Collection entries
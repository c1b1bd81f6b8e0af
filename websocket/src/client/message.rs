use super::error::Error;
use crate::channel::Sender;

/// The enum containing a client-side WebSocket message.
/// This enum defines the message type.
#[derive(Debug, Clone, PartialEq, Eq, Hash)]
pub enum Message {
    /// Text message
    Text(String),
    /// Binary message
    Binary(Vec<u8>),
    /// Connection has Closed (delivered once, as the last message
    /// of a connection)
    Close,
}

impl Message {
    /// Returns the message payload as UTF-8 text, if it carries one.
    pub fn as_text(&self) -> Option<&str> {
        match self {
            Message::Text(text) => Some(text.as_str()),
            Message::Binary(data) => std::str::from_utf8(data).ok(),
            Message::Close => None,
        }
    }
}

impl TryFrom<Message> for tungstenite::Message {
    type Error = Error;
    fn try_from(message: Message) -> Result<Self, Self::Error> {
        match message {
            Message::Text(text) => Ok(tungstenite::Message::Text(text)),
            Message::Binary(data) => Ok(tungstenite::Message::Binary(data)),
            Message::Close => Err(Error::InvalidMessageType),
        }
    }
}

impl From<Vec<u8>> for Message {
    fn from(vec: Vec<u8>) -> Self {
        Message::Binary(vec)
    }
}

impl From<String> for Message {
    fn from(s: String) -> Self {
        Message::Text(s)
    }
}

impl From<&str> for Message {
    fn from(s: &str) -> Self {
        Message::Text(s.to_string())
    }
}

/// Acknowledgement channel notified once a message has been
/// handed to the socket (or has failed to be).
pub type Ack = Option<Sender<Result<(), Error>>>;
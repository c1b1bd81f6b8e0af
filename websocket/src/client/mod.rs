//!
//! async WebSocket client functionality (requires the tokio executor)
//!

mod native;
use native::WebSocketInterface;

pub mod config;
pub mod error;
pub mod message;
pub mod result;

pub use config::WebSocketConfig;
pub use error::Error;
pub use message::*;
pub use result::Result;

use std::sync::Arc;

/// Returns `Ok(())` if the URL carries a WebSocket scheme.
pub fn validate_url(url: &str) -> Result<()> {
    if !url.starts_with("ws://") && !url.starts_with("wss://") {
        return Err(Error::AddressSchema(url.to_string()));
    }
    Ok(())
}

/// A single open WebSocket connection.
///
/// The connection is established by [`WebSocket::connect`] and is never
/// re-established: once it terminates, [`WebSocket::recv`] yields
/// [`Message::Close`] and every subsequent [`WebSocket::send`] fails with
/// [`Error::NotConnected`]. Reconnection policy belongs to the owner.
#[derive(Clone)]
pub struct WebSocket {
    inner: Arc<WebSocketInterface>,
}

impl WebSocket {
    /// Connects to the given URL, returning once the handshake completed.
    pub async fn connect(url: &str, config: &WebSocketConfig) -> Result<WebSocket> {
        validate_url(url)?;
        let inner = WebSocketInterface::connect(url, config).await?;
        Ok(WebSocket { inner })
    }

    /// Get the URL this connection was opened with
    pub fn url(&self) -> &str {
        self.inner.url()
    }

    /// Returns true if websocket is connected, false otherwise
    pub fn is_open(&self) -> bool {
        self.inner.is_open()
    }

    /// Sends a message to the destination server. This function
    /// will block until until the message was relayed to the
    /// underlying websocket implementation.
    pub async fn send(&self, message: Message) -> Result<&Self> {
        self.inner.send(message).await?;
        Ok(self)
    }

    /// Receives message from the websocket. Blocks until a message is
    /// received from the underlying websocket connection.
    pub async fn recv(&self) -> Result<Message> {
        Ok(self.inner.receiver().recv().await?)
    }

    /// Closes the connection and waits for the dispatcher to shut down.
    /// Closing an already closed connection is a no-op.
    pub async fn close(&self) -> Result<()> {
        self.inner.close().await
    }
}
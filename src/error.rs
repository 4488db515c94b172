// Error types for provenance queries.

use crate::domain::span::Position;
use std::path::PathBuf;
use thiserror::Error;

/// Failure reported by a source analyzer at the end of its scan.
#[derive(Debug, Error)]
pub enum AnalyzerError {
    #[error("failed to read {path}")]
    Io {
        path: PathBuf,
        #[source]
        source: std::io::Error,
    },

    #[error("failed to parse {path}")]
    Parse {
        path: PathBuf,
        #[source]
        source: syn::Error,
    },

    #[error("invalid manifest {path}: {reason}")]
    Manifest { path: PathBuf, reason: String },

    #[error("failed to start parser pool")]
    ThreadPool(#[from] rayon::ThreadPoolBuildError),

    #[error("analysis aborted: {0}")]
    Aborted(String),
}

/// Failure of a whole provenance query.
#[derive(Debug, Error)]
pub enum ProvenanceError {
    #[error("no {manifest} found above {}", file.display())]
    RootNotFound { file: PathBuf, manifest: String },

    #[error("cannot query {}: {reason}", file.display())]
    InvalidQuery { file: PathBuf, reason: String },

    #[error("analysis of {} failed", root.display())]
    AnalysisFailed {
        root: PathBuf,
        #[source]
        source: AnalyzerError,
    },

    #[error("no code unit at {file}:{position}")]
    NoTarget { file: String, position: Position },

    #[error("failed to write graph")]
    Output(#[from] std::io::Error),
}

pub type Result<T> = std::result::Result<T, ProvenanceError>;
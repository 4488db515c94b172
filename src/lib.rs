// Main library entry point for Provenance.

pub mod application;
pub mod domain;
pub mod error;
pub mod infrastructure;
pub mod ports;

pub use error::{AnalyzerError, ProvenanceError};
// Infrastructure implementations for Provenance.

pub mod concurrency;
pub mod project_root;
pub mod source_scan;
pub mod syn_analyzer;

pub use project_root::{project_relative, ManifestRootLocator, ProjectManifest, DEFAULT_MANIFEST};
pub use source_scan::ScanConfig;
pub use syn_analyzer::SynAnalyzer;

#### Exercise description:
Would you print exactly, and only, the lines of the data above from the line with "use native::WebSocketInterface;" through the line with "pub fn validate_url(url: &str)", inclusive?

#### Answer box:
use native::WebSocketInterface;

pub mod config;
pub mod error;
pub mod message;
pub mod result;

pub use config::WebSocketConfig;
pub use error::Error;
pub use message::*;
pub use result::Result;

use std::sync::Arc;

/// Returns `Ok(())` if the URL carries a WebSocket scheme.
pub fn validate_url(url: &str) -> Result<()> {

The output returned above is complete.